Ironi Biru Sania

“Kita mau kemana, Pi?”

Sedan mewah itu berhenti di pinggir jalan tepat  berhadapan dengan sebuah Sekolah Luar Biasa. Papi memencet tombol buka jendela. Dikeluarkannya kepalanya melalui jendela mobil. Memandang sekumpulan anak yang bermain di halaman sekolah itu.

“Sania tidak keberatan kan, kalau sesekali Papi ajak melihat dunia luar?”

Sania mengernyitkan dahinya tanda tidak mengerti, meski akhirnya dia mengangguk juga.

“Di sana,” Papi mengarahkan telunjuknya, “banyak sekali anak-anak yang bernasib kurang beruntung.”

“Mak-maksud Papi….”

Papi mengalihkan kepalanya, mengarahkan mukanya persis berhadapan dengan wajah sembap Sania. Ada sebait petuah bijak yang ingin disampaikannya bukan dengan kalimat-kalimat yang menggurui. Sania sudah kepalang berkalang kesombongan. Dia tidak akan mempan berubah hanya dalam hitungan kejap.

Disadarinya hal itu, dan segera diputuskannya untuk membawa Sania ke tempat ini; di Sekolah Luar Biasa, di mana puluhan bahkan mungkin ratusan anak-anak cacat berkumpul dalam satu wadah penghiburan dan pengharapan. Yang bernasib tidak lebih baik dari Sania, putri tunggalnya.

“Di dalam sana banyak anak-anak cacat….”

“Papi….”

“Dengar, Sania. Sungguh, Papi sangat sayang sama Sania. Bagi Papi, Sania adalah segalanya. Papi kerja keras banting-tulang pun semuanya demi Sania.” Papi bicara setenang mungkin.

Sania menundukkan kepalanya. Tidak berani menatap mata Papi.

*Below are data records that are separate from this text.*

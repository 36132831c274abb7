//! Error codes and the error frame sent back to the triggering connection.

use std::fmt;

use serde::{Deserialize, Serialize};

#[derive(Debug, Clone, Copy, PartialEq, Eq, Hash, Serialize, Deserialize)]
#[serde(rename_all = "snake_case")]
pub enum ErrorCode {
    SessionNotFound,
    SessionFull,
    LanguagePairMismatch,
    NotAParticipant,
    SessionNotActive,
    AlreadyInSession,
    TranslationProviderError,
    PartialDeliveryFailure,
    MalformedMessage,
    UnsupportedMessage,
    IdleTimeout,
}

impl ErrorCode {
    pub fn as_str(&self) -> &'static str {
        match self {
            Self::SessionNotFound => "session_not_found",
            Self::SessionFull => "session_full",
            Self::LanguagePairMismatch => "language_pair_mismatch",
            Self::NotAParticipant => "not_a_participant",
            Self::SessionNotActive => "session_not_active",
            Self::AlreadyInSession => "already_in_session",
            Self::TranslationProviderError => "translation_provider_error",
            Self::PartialDeliveryFailure => "partial_delivery_failure",
            Self::MalformedMessage => "malformed_message",
            Self::UnsupportedMessage => "unsupported_message",
            Self::IdleTimeout => "idle_timeout",
        }
    }

    /// Transient failures the client may retry as-is.
    pub fn retryable(&self) -> bool {
        matches!(
            self,
            Self::TranslationProviderError | Self::PartialDeliveryFailure
        )
    }
}

impl fmt::Display for ErrorCode {
    fn fmt(&self, f: &mut fmt::Formatter<'_>) -> fmt::Result {
        f.write_str(self.as_str())
    }
}

/// Body of a `{"type":"error", ...}` frame.
#[derive(Debug, Clone, PartialEq, Eq, Serialize, Deserialize)]
#[serde(rename_all = "camelCase")]
pub struct ErrorFrame {
    pub code: ErrorCode,
    pub message: String,
    #[serde(default)]
    pub retryable: bool,
    #[serde(default, skip_serializing_if = "Option::is_none")]
    pub session_id: Option<String>,
}

impl ErrorFrame {
    pub fn new(code: ErrorCode, message: impl Into<String>) -> Self {
        Self {
            code,
            message: message.into(),
            retryable: code.retryable(),
            session_id: None,
        }
    }

    pub fn with_session(mut self, session_id: impl Into<String>) -> Self {
        self.session_id = Some(session_id.into());
        self
    }
}
//! Message types for client-server communication over the handshake and relay sockets.

use std::fmt;

use serde::{Deserialize, Serialize};
use serde_json::Value;

use crate::error::ErrorFrame;
use crate::language::LanguageTag;

/// A participant as declared by the client in its init frame.
#[derive(Debug, Clone, PartialEq, Eq, Serialize, Deserialize)]
#[serde(rename_all = "camelCase")]
pub struct ParticipantInfo {
    pub id: String,
    pub name: String,
    pub preferred_language: LanguageTag,
}

/// Lifecycle state of a session. Transitions only move forward:
/// `initiating -> paired -> active -> closed`.
#[derive(Debug, Clone, Copy, PartialEq, Eq, Hash, Serialize, Deserialize)]
#[serde(rename_all = "lowercase")]
pub enum SessionState {
    Initiating,
    Paired,
    Active,
    Closed,
}

impl fmt::Display for SessionState {
    fn fmt(&self, f: &mut fmt::Formatter<'_>) -> fmt::Result {
        match self {
            Self::Initiating => write!(f, "initiating"),
            Self::Paired => write!(f, "paired"),
            Self::Active => write!(f, "active"),
            Self::Closed => write!(f, "closed"),
        }
    }
}

/// Why a `session_closed` notice was sent.
#[derive(Debug, Clone, Copy, PartialEq, Eq, Hash, Serialize, Deserialize)]
#[serde(rename_all = "snake_case")]
pub enum ClosureReason {
    PeerDisconnected,
    ClosedByParticipant,
    IdleTimeout,
    ServerShutdown,
    /// The participant reattached on another connection. Only this
    /// connection is closed; the session carries on.
    Superseded,
}

impl ClosureReason {
    pub fn as_str(&self) -> &'static str {
        match self {
            Self::PeerDisconnected => "peer_disconnected",
            Self::ClosedByParticipant => "closed_by_participant",
            Self::IdleTimeout => "idle_timeout",
            Self::ServerShutdown => "server_shutdown",
            Self::Superseded => "superseded",
        }
    }
}

impl fmt::Display for ClosureReason {
    fn fmt(&self, f: &mut fmt::Formatter<'_>) -> fmt::Result {
        f.write_str(self.as_str())
    }
}

/// Messages sent FROM the client TO the server
#[derive(Debug, Clone, PartialEq, Serialize, Deserialize)]
#[serde(tag = "type", rename_all = "snake_case", rename_all_fields = "camelCase")]
pub enum ClientMessage {
    /// Create a session, or join/reattach to the one named by `session_id`.
    InitTranslationSession {
        user: ParticipantInfo,
        user1_language: LanguageTag,
        user2_language: LanguageTag,
        #[serde(default, skip_serializing_if = "Option::is_none")]
        session_id: Option<String>,
    },
    /// Translate `text` and relay the result to both participants.
    TextTranslation {
        text: String,
        source_language: LanguageTag,
        target_language: LanguageTag,
        sender_id: String,
        session_id: String,
    },
    /// Close the session on behalf of one of its participants.
    CloseSession { session_id: String, sender_id: String },
}

impl ClientMessage {
    pub const KINDS: [&'static str; 3] = [
        "init_translation_session",
        "text_translation",
        "close_session",
    ];

    pub fn kind(&self) -> &'static str {
        match self {
            Self::InitTranslationSession { .. } => "init_translation_session",
            Self::TextTranslation { .. } => "text_translation",
            Self::CloseSession { .. } => "close_session",
        }
    }
}

/// One relayed utterance, as delivered to both participants.
#[derive(Debug, Clone, PartialEq, Eq, Serialize, Deserialize)]
#[serde(rename_all = "camelCase")]
pub struct TranslationResult {
    pub original_text: String,
    pub translated_text: String,
    pub sender_id: String,
    pub session_id: String,
    pub source_language: LanguageTag,
    pub target_language: LanguageTag,
    /// RFC 3339, UTC
    pub timestamp: String,
}

/// Messages sent FROM the server TO the client
#[derive(Debug, Clone, PartialEq, Serialize, Deserialize)]
#[serde(tag = "type", rename_all = "snake_case", rename_all_fields = "camelCase")]
pub enum ServerMessage {
    /// The session exists; clients keep `session_id` for later frames.
    TranslationSessionCreated {
        session_id: String,
        state: SessionState,
    },
    /// Sent to the initiator once the second participant pairs.
    ParticipantJoined {
        session_id: String,
        participant: ParticipantInfo,
    },
    TranslationResult { message: TranslationResult },
    /// Closure notice. Nothing else is sent on the socket after this.
    SessionClosed {
        session_id: String,
        reason: ClosureReason,
    },
    Error(ErrorFrame),
}

impl ServerMessage {
    pub fn kind(&self) -> &'static str {
        match self {
            Self::TranslationSessionCreated { .. } => "translation_session_created",
            Self::ParticipantJoined { .. } => "participant_joined",
            Self::TranslationResult { .. } => "translation_result",
            Self::SessionClosed { .. } => "session_closed",
            Self::Error(_) => "error",
        }
    }
}

#[derive(Debug, Clone, PartialEq, Eq, thiserror::Error)]
pub enum DecodeError {
    #[error("frame is not valid JSON: {0}")]
    InvalidJson(String),
    #[error("frame has no string `type` field")]
    MissingType,
    #[error("unknown message type {0:?}")]
    UnknownType(String),
    #[error("invalid {kind} frame: {reason}")]
    InvalidFields { kind: String, reason: String },
}

/// Decode one inbound text frame. Distinguishes broken JSON, unknown kinds
/// and schema violations so the error frame can say which one it was.
pub fn decode_client_message(text: &str) -> Result<ClientMessage, DecodeError> {
    let value: Value =
        serde_json::from_str(text).map_err(|e| DecodeError::InvalidJson(e.to_string()))?;

    let kind = match value.get("type") {
        Some(Value::String(kind)) => kind.clone(),
        _ => return Err(DecodeError::MissingType),
    };

    if !ClientMessage::KINDS.contains(&kind.as_str()) {
        return Err(DecodeError::UnknownType(kind));
    }

    serde_json::from_value(value).map_err(|e| DecodeError::InvalidFields {
        kind,
        reason: e.to_string(),
    })
}

#[cfg(test)]
mod tests {
    use super::*;
    use crate::error::ErrorCode;

    #[test]
    fn decodes_init_from_reference_client() {
        let text = r#"{"type":"init_translation_session","user":{"id":"u1","name":"Alice","preferredLanguage":"en"},"user1Language":"en","user2Language":"es"}"#;
        match decode_client_message(text).unwrap() {
            ClientMessage::InitTranslationSession {
                user,
                user1_language,
                user2_language,
                session_id,
            } => {
                assert_eq!(user.id, "u1");
                assert_eq!(user.name, "Alice");
                assert_eq!(user.preferred_language.as_str(), "en");
                assert_eq!(user1_language.as_str(), "en");
                assert_eq!(user2_language.as_str(), "es");
                assert!(session_id.is_none());
            }
            other => panic!("Expected InitTranslationSession, got {other:?}"),
        }
    }

    #[test]
    fn decodes_text_translation() {
        let text = r#"{"type":"text_translation","text":"Hello, how are you?","sourceLanguage":"en","targetLanguage":"es","senderId":"u1","sessionId":"sess_abc123"}"#;
        let msg = decode_client_message(text).unwrap();
        assert_eq!(msg.kind(), "text_translation");
        match msg {
            ClientMessage::TextTranslation {
                text,
                sender_id,
                session_id,
                ..
            } => {
                assert_eq!(text, "Hello, how are you?");
                assert_eq!(sender_id, "u1");
                assert_eq!(session_id, "sess_abc123");
            }
            other => panic!("Expected TextTranslation, got {other:?}"),
        }
    }

    #[test]
    fn decode_errors_are_classified() {
        assert!(matches!(
            decode_client_message("{not json"),
            Err(DecodeError::InvalidJson(_))
        ));
        assert_eq!(
            decode_client_message(r#"{"text":"hi"}"#),
            Err(DecodeError::MissingType)
        );
        assert_eq!(
            decode_client_message(r#"[1,2]"#),
            Err(DecodeError::MissingType)
        );
        assert_eq!(
            decode_client_message(r#"{"type":"audio_chunk"}"#),
            Err(DecodeError::UnknownType("audio_chunk".into()))
        );
        match decode_client_message(r#"{"type":"text_translation","text":"hi"}"#) {
            Err(DecodeError::InvalidFields { kind, .. }) => assert_eq!(kind, "text_translation"),
            other => panic!("Expected InvalidFields, got {other:?}"),
        }
        // A bad language tag is a schema violation too
        assert!(matches!(
            decode_client_message(
                r#"{"type":"close_session","sessionId":"s","senderId":"u"}"#
            ),
            Ok(ClientMessage::CloseSession { .. })
        ));
        assert!(matches!(
            decode_client_message(
                r#"{"type":"text_translation","text":"hi","sourceLanguage":"","targetLanguage":"es","senderId":"u","sessionId":"s"}"#
            ),
            Err(DecodeError::InvalidFields { .. })
        ));
    }

    #[test]
    fn session_created_matches_wire_shape() {
        let msg = ServerMessage::TranslationSessionCreated {
            session_id: "sess_abc123".into(),
            state: SessionState::Initiating,
        };
        let value = serde_json::to_value(&msg).unwrap();
        assert_eq!(value["type"], "translation_session_created");
        assert_eq!(value["sessionId"], "sess_abc123");
        assert_eq!(value["state"], "initiating");
    }

    #[test]
    fn translation_result_matches_wire_shape() {
        let msg = ServerMessage::TranslationResult {
            message: TranslationResult {
                original_text: "Hello, how are you?".into(),
                translated_text: "Hola, ¿cómo estás?".into(),
                sender_id: "u1".into(),
                session_id: "sess_abc123".into(),
                source_language: LanguageTag::parse("en").unwrap(),
                target_language: LanguageTag::parse("es").unwrap(),
                timestamp: "2026-01-01T00:00:00Z".into(),
            },
        };
        let value = serde_json::to_value(&msg).unwrap();
        assert_eq!(value["type"], "translation_result");
        assert_eq!(value["message"]["originalText"], "Hello, how are you?");
        assert_eq!(value["message"]["translatedText"], "Hola, ¿cómo estás?");
        assert_eq!(value["message"]["senderId"], "u1");
        assert_eq!(value["message"]["sessionId"], "sess_abc123");

        let back: ServerMessage = serde_json::from_value(value).unwrap();
        assert_eq!(back, msg);
    }

    #[test]
    fn error_frame_is_flattened_under_type_error() {
        let msg = ServerMessage::Error(ErrorFrame::new(ErrorCode::SessionFull, "full"));
        let value = serde_json::to_value(&msg).unwrap();
        assert_eq!(value["type"], "error");
        assert_eq!(value["code"], "session_full");
        assert_eq!(value["message"], "full");
        assert_eq!(msg.kind(), "error");
    }

    #[test]
    fn closure_notice_carries_reason() {
        let msg = ServerMessage::SessionClosed {
            session_id: "s1".into(),
            reason: ClosureReason::IdleTimeout,
        };
        let value = serde_json::to_value(&msg).unwrap();
        assert_eq!(value["type"], "session_closed");
        assert_eq!(value["reason"], "idle_timeout");
    }

    #[test]
    fn superseded_notice_is_snake_case() {
        let msg = ServerMessage::SessionClosed {
            session_id: "sess_abc123".into(),
            reason: ClosureReason::Superseded,
        };
        let value = serde_json::to_value(&msg).unwrap();
        assert_eq!(value["reason"], "superseded");
    }
}
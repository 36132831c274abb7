//! WebSocket Handling
//!
//! Each socket gets its own writer, reader and worker task:
//! - the writer drains the connection's outbound queue (and acks relay frames)
//! - the reader decodes nothing, it only feeds text frames into a FIFO queue
//! - the worker dispatches frames one at a time, preserving per-connection order

mod connection;
pub mod dispatch;
mod handler;

use std::fmt;

pub use connection::{ConnectionHandle, DeliveryError, Outbound};
pub use dispatch::{Binding, ConnectionContext};
pub use handler::serve_socket;

/// Which listener a socket arrived on. Decides the message kinds it serves.
#[derive(Debug, Clone, Copy, PartialEq, Eq)]
pub enum Endpoint {
    /// Session creation, pairing and close only
    Handshake,
    /// Full protocol, including `text_translation`
    Relay,
}

impl Endpoint {
    pub fn as_str(&self) -> &'static str {
        match self {
            Self::Handshake => "handshake",
            Self::Relay => "relay",
        }
    }
}

impl fmt::Display for Endpoint {
    fn fmt(&self, f: &mut fmt::Formatter<'_>) -> fmt::Result {
        f.write_str(self.as_str())
    }
}
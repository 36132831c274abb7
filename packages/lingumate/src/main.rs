use std::path::PathBuf;
use std::sync::Arc;
use std::time::Duration;

use anyhow::{Context, Result};
use clap::{Parser, Subcommand};
use tracing::{error, info};
use tracing_subscriber::prelude::*;

use lingumate::audit::{AuditSink, SqliteAuditLog};
use lingumate::config::{DataDir, FileConfig, ProviderKind, ServiceConfig, load_config};
use lingumate::provider::build_provider;
use lingumate::server::{AppState, RunningServer};
use lingumate::smoke::{DEFAULT_SMOKE_URL, run_smoke};

#[derive(Parser)]
#[command(name = "lingumate")]
#[command(about = "Real-time bilingual translation sessions over WebSocket")]
struct Cli {
    #[command(subcommand)]
    command: Option<Commands>,

    /// Custom data directory (defaults to ~/.lingumate)
    #[arg(long, global = true)]
    data_dir: Option<PathBuf>,

    /// Enable debug logging
    #[arg(short, long, global = true)]
    debug: bool,

    /// Emit logs as JSON lines
    #[arg(long, global = true)]
    log_json: bool,
}

#[derive(Subcommand)]
enum Commands {
    /// Run the handshake and relay endpoints in the foreground (default)
    Serve(ServeArgs),

    /// Pair two test clients against a relay endpoint and relay one message
    Smoke(SmokeArgs),
}

#[derive(Parser, Default)]
struct ServeArgs {
    /// Host to bind both endpoints to
    #[arg(short = 'b', long)]
    host: Option<String>,

    /// Port for the handshake endpoint (0 = auto-select)
    #[arg(long)]
    handshake_port: Option<u16>,

    /// Port for the relay endpoint (0 = auto-select)
    #[arg(long)]
    relay_port: Option<u16>,

    /// Translation backend
    #[arg(long, value_enum)]
    provider: Option<ProviderKind>,

    /// Base URL of the HTTP translation backend
    #[arg(long)]
    provider_endpoint: Option<String>,
}

#[derive(Parser)]
struct SmokeArgs {
    /// Relay endpoint to test
    #[arg(long, default_value = DEFAULT_SMOKE_URL)]
    url: String,

    /// Seconds to wait for the translated result
    #[arg(long, default_value = "5")]
    timeout_secs: u64,
}

#[tokio::main]
async fn main() -> Result<()> {
    let cli = Cli::parse();
    init_tracing(cli.debug, cli.log_json);

    match cli.command {
        Some(Commands::Smoke(args)) => smoke_command(args).await,
        Some(Commands::Serve(args)) => run_server(args, cli.data_dir).await,
        None => run_server(ServeArgs::default(), cli.data_dir).await,
    }
}

fn init_tracing(debug: bool, json: bool) {
    let default_directive = if debug {
        "lingumate=debug,tower_http=debug,info"
    } else {
        "lingumate=info,tower_http=info,warn"
    };
    let env_filter = tracing_subscriber::EnvFilter::try_from_default_env()
        .unwrap_or_else(|_| tracing_subscriber::EnvFilter::new(default_directive));
    tracing_subscriber::registry()
        .with(json.then(|| tracing_subscriber::fmt::layer().json()))
        .with((!json).then(tracing_subscriber::fmt::layer))
        .with(env_filter)
        .init();
}

fn apply_overrides(file_config: &mut FileConfig, args: ServeArgs) {
    if let Some(host) = args.host {
        file_config.server.host = host;
    }
    if let Some(port) = args.handshake_port {
        file_config.server.handshake_port = port;
    }
    if let Some(port) = args.relay_port {
        file_config.server.relay_port = port;
    }
    if let Some(kind) = args.provider {
        file_config.provider.kind = kind;
    }
    if let Some(endpoint) = args.provider_endpoint {
        file_config.provider.endpoint = Some(endpoint);
    }
}

async fn run_server(args: ServeArgs, data_dir: Option<PathBuf>) -> Result<()> {
    let data_dir = DataDir::new(data_dir)?;
    let mut file_config: FileConfig = load_config(&data_dir.path)
        .extract()
        .with_context(|| {
            format!(
                "Failed to load configuration from {}",
                data_dir.config_toml_path().display()
            )
        })?;
    apply_overrides(&mut file_config, args);
    let config = ServiceConfig::from_file(&file_config, &data_dir.path)?;

    let provider = build_provider(&config.provider)?;
    let audit: Option<Arc<dyn AuditSink>> = if config.audit.enabled {
        Some(Arc::new(SqliteAuditLog::open(&config.audit).await?))
    } else {
        None
    };

    info!(
        environment = %config.server.environment,
        provider = provider.name(),
        audit = config.audit.enabled,
        "Starting Lingumate"
    );

    let state = AppState::new(config, provider, audit);
    let server = RunningServer::bind(state).await?;

    shutdown_signal().await;
    info!("Received shutdown signal, closing sessions...");
    server.shutdown().await;
    Ok(())
}

async fn shutdown_signal() {
    let ctrl_c = async {
        if let Err(e) = tokio::signal::ctrl_c().await {
            error!("Failed to install Ctrl+C handler: {}", e);
            std::future::pending::<()>().await;
        }
    };

    #[cfg(unix)]
    let terminate = async {
        match tokio::signal::unix::signal(tokio::signal::unix::SignalKind::terminate()) {
            Ok(mut signal) => {
                signal.recv().await;
            }
            Err(e) => {
                error!("Failed to install SIGTERM handler: {}", e);
                std::future::pending::<()>().await;
            }
        }
    };

    #[cfg(not(unix))]
    let terminate = std::future::pending::<()>();

    tokio::select! {
        _ = ctrl_c => {},
        _ = terminate => {},
    }
}

async fn smoke_command(args: SmokeArgs) -> Result<()> {
    println!("Connecting to {}", args.url);
    let report = run_smoke(&args.url, Duration::from_secs(args.timeout_secs)).await?;
    println!("Session:    {}", report.session_id);
    println!("Original:   {}", report.original_text);
    println!("Translated: {}", report.translated_text);
    println!("Round trip: {} ms", report.elapsed.as_millis());
    Ok(())
}
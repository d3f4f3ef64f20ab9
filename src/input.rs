//! Input-validation boundary.
//!
//! Host meshes arrive either as nested vertex lists or as a flat coordinate
//! buffer plus per-face index lists. Everything is checked here, before any
//! classification starts, so a malformed object fails as a whole instead of
//! part-way through a scan.
//!
//! # Coordinate layout
//! Flat buffers hold `dim` values per vertex, `dim` being **2** or **3**.
//! Planar coordinates are lifted to `z = 0`.

use crate::geometry::Point3;
use crate::mesh_error::FaceClassError;
use serde::{Deserialize, Serialize};

/// A face as an ordered list of vertex positions.
pub type Polygon = Vec<Point3>;

/// The faces of one source object.
#[derive(Clone, Debug, Default, PartialEq, Serialize, Deserialize)]
pub struct MeshGroup {
    pub name: String,
    pub polygons: Vec<Polygon>,
}

impl MeshGroup {
    /// Wrap polygons without checking them.
    ///
    /// Call [`validate`](Self::validate) before scanning untrusted data, or
    /// use [`from_arrays`](Self::from_arrays) / [`from_indexed`](Self::from_indexed).
    /// Unchecked triangles with non-finite vertices are not classified; scans
    /// tally them in `non_finite`.
    pub fn new(name: impl Into<String>, polygons: Vec<Polygon>) -> Self {
        Self {
            name: name.into(),
            polygons,
        }
    }

    /// Build a group from nested `[x, y, z]` arrays.
    pub fn from_arrays(
        name: impl Into<String>,
        faces: &[Vec<[f64; 3]>],
    ) -> Result<Self, FaceClassError> {
        let mut polygons = Vec::with_capacity(faces.len());
        let mut vertex = 0usize;
        for face in faces {
            let mut polygon = Vec::with_capacity(face.len());
            for xyz in face {
                let p = Point3::from(*xyz);
                if !p.is_finite() {
                    return Err(FaceClassError::NonFiniteCoordinate { vertex });
                }
                polygon.push(p);
                vertex += 1;
            }
            polygons.push(polygon);
        }
        Ok(Self::new(name, polygons))
    }

    /// Build a group from a flat coordinate buffer and face index lists.
    ///
    /// `coords.len()` must be a multiple of `dim`, every coordinate must be
    /// finite, and every face index must address a vertex in `coords`.
    pub fn from_indexed(
        name: impl Into<String>,
        dim: usize,
        coords: &[f64],
        faces: &[Vec<usize>],
    ) -> Result<Self, FaceClassError> {
        let vertices = gather_vertices(dim, coords)?;
        let polygons = faces
            .iter()
            .map(|face| {
                face.iter()
                    .map(|&index| {
                        vertices
                            .get(index)
                            .copied()
                            .ok_or(FaceClassError::VertexIndexOutOfRange {
                                index,
                                len: vertices.len(),
                            })
                    })
                    .collect::<Result<Polygon, _>>()
            })
            .collect::<Result<Vec<_>, _>>()?;
        Ok(Self::new(name, polygons))
    }

    /// Reject any NaN or infinite vertex.
    ///
    /// The reported index counts vertices across all polygons in order.
    pub fn validate(&self) -> Result<(), FaceClassError> {
        match self.polygons.iter().flatten().position(|p| !p.is_finite()) {
            Some(vertex) => Err(FaceClassError::NonFiniteCoordinate { vertex }),
            None => Ok(()),
        }
    }

    /// Number of faces with exactly three vertices.
    pub fn triangle_count(&self) -> usize {
        self.polygons.iter().filter(|p| p.len() == 3).count()
    }
}

fn gather_vertices(dim: usize, coords: &[f64]) -> Result<Vec<Point3>, FaceClassError> {
    if dim != 2 && dim != 3 {
        return Err(FaceClassError::InvalidDimension(dim));
    }
    if coords.len() % dim != 0 {
        return Err(FaceClassError::RaggedCoordinates {
            len: coords.len(),
            dim,
        });
    }
    coords
        .chunks_exact(dim)
        .enumerate()
        .map(|(vertex, slice)| {
            let p = if dim == 2 {
                Point3::from_xy(slice[0], slice[1])
            } else {
                Point3::new(slice[0], slice[1], slice[2])
            };
            if p.is_finite() {
                Ok(p)
            } else {
                Err(FaceClassError::NonFiniteCoordinate { vertex })
            }
        })
        .collect()
}
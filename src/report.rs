//! Scan results.

use crate::classify::CountVector;
use serde::{Deserialize, Serialize};
use std::fmt;

/// Counts for one group (source object).
#[derive(Clone, Debug, Default, PartialEq, Eq, Serialize, Deserialize)]
pub struct GroupReport {
    pub name: String,
    pub counts: CountVector,
    /// Faces that were not triangles.
    pub skipped_polygons: u64,
    /// Triangles dropped under the skip policy.
    pub degenerate: u64,
    /// Triangles dropped for NaN or infinite vertices.
    pub non_finite: u64,
}

impl GroupReport {
    pub fn new(name: impl Into<String>) -> Self {
        Self {
            name: name.into(),
            ..Default::default()
        }
    }
}

/// Per-group tallies and their grand total.
#[derive(Clone, Debug, Default, PartialEq, Eq, Serialize, Deserialize)]
pub struct ScanReport {
    pub groups: Vec<GroupReport>,
    pub total: CountVector,
    pub skipped_polygons: u64,
    pub degenerate: u64,
    pub non_finite: u64,
}

impl ScanReport {
    /// Sum group tallies into a report.
    pub fn from_groups(groups: Vec<GroupReport>) -> Self {
        let total = groups.iter().map(|g| g.counts).sum();
        let skipped_polygons = groups.iter().map(|g| g.skipped_polygons).sum();
        let degenerate = groups.iter().map(|g| g.degenerate).sum();
        let non_finite = groups.iter().map(|g| g.non_finite).sum();
        Self {
            groups,
            total,
            skipped_polygons,
            degenerate,
            non_finite,
        }
    }

    pub fn estimated_print(&self) -> u64 {
        self.total.estimated_print()
    }
}

impl fmt::Display for ScanReport {
    fn fmt(&self, f: &mut fmt::Formatter<'_>) -> fmt::Result {
        write!(f, "{}", self.total)
    }
}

“Kalau Sania pingin operasi plastik karena alasan hidung pesek, Papi sama sekali tidak melarang. Papi tidak marah, kok. Bahkan, Papi akan membayar semua biaya operasi plastik Sania itu.” Papi memejamkan matanya sesaat, lantas menarik napas panjang-panjang. “Cuma Papi ingatkan, Sania terlahir dengan fisik yang utuh. Sania terlahir sebagai balita normal yang tumbuh tanpa ada kekurangan apapun.”

Sania menggigit bibirnya.

“Nah, lihat itu,” Papi kembali mengarahkan telunjuknya ke pekarangan SLB, di sana tampak seorang gadis kecil dengan wajah yang ditumbuhi semacam tumor sebesar bola tenis, sedang bermain ayunan bersama beberapa teman ciliknya yang tuna-grahita. “Seharusnya anak kecil itulah yang perlu operasi plastik untuk membuang tumor di mukanya. Seharusnya dia, bukan Sania!”

Tanpa sadar Sania mengucurkan airmata. Sebaris kalimat lembut Papi barusan  menohok hatinya. Menggugah sampai ke mata nuraninya. Membuatnya tersadar. Bahwa dia masih sangat jauh beruntung ketimbang anak-anak tuna-grahita tersebut. Dirangkulnya seketika tubuh besar Papi.

“Sa-Sania khilaf….”

“Papi sayang banget Sania,” bisik Papi sembari membelai rambut Sania. “Baik atau buruk, cantik atau jelek, Sania tetap anak Papi!”

Sania tersenyum. Hatinya terasa sejuk.

Catatan:

Cerpen pernah dimuat di Majalah Kawanku, Jakarta pada 2000 dengan judul Sania.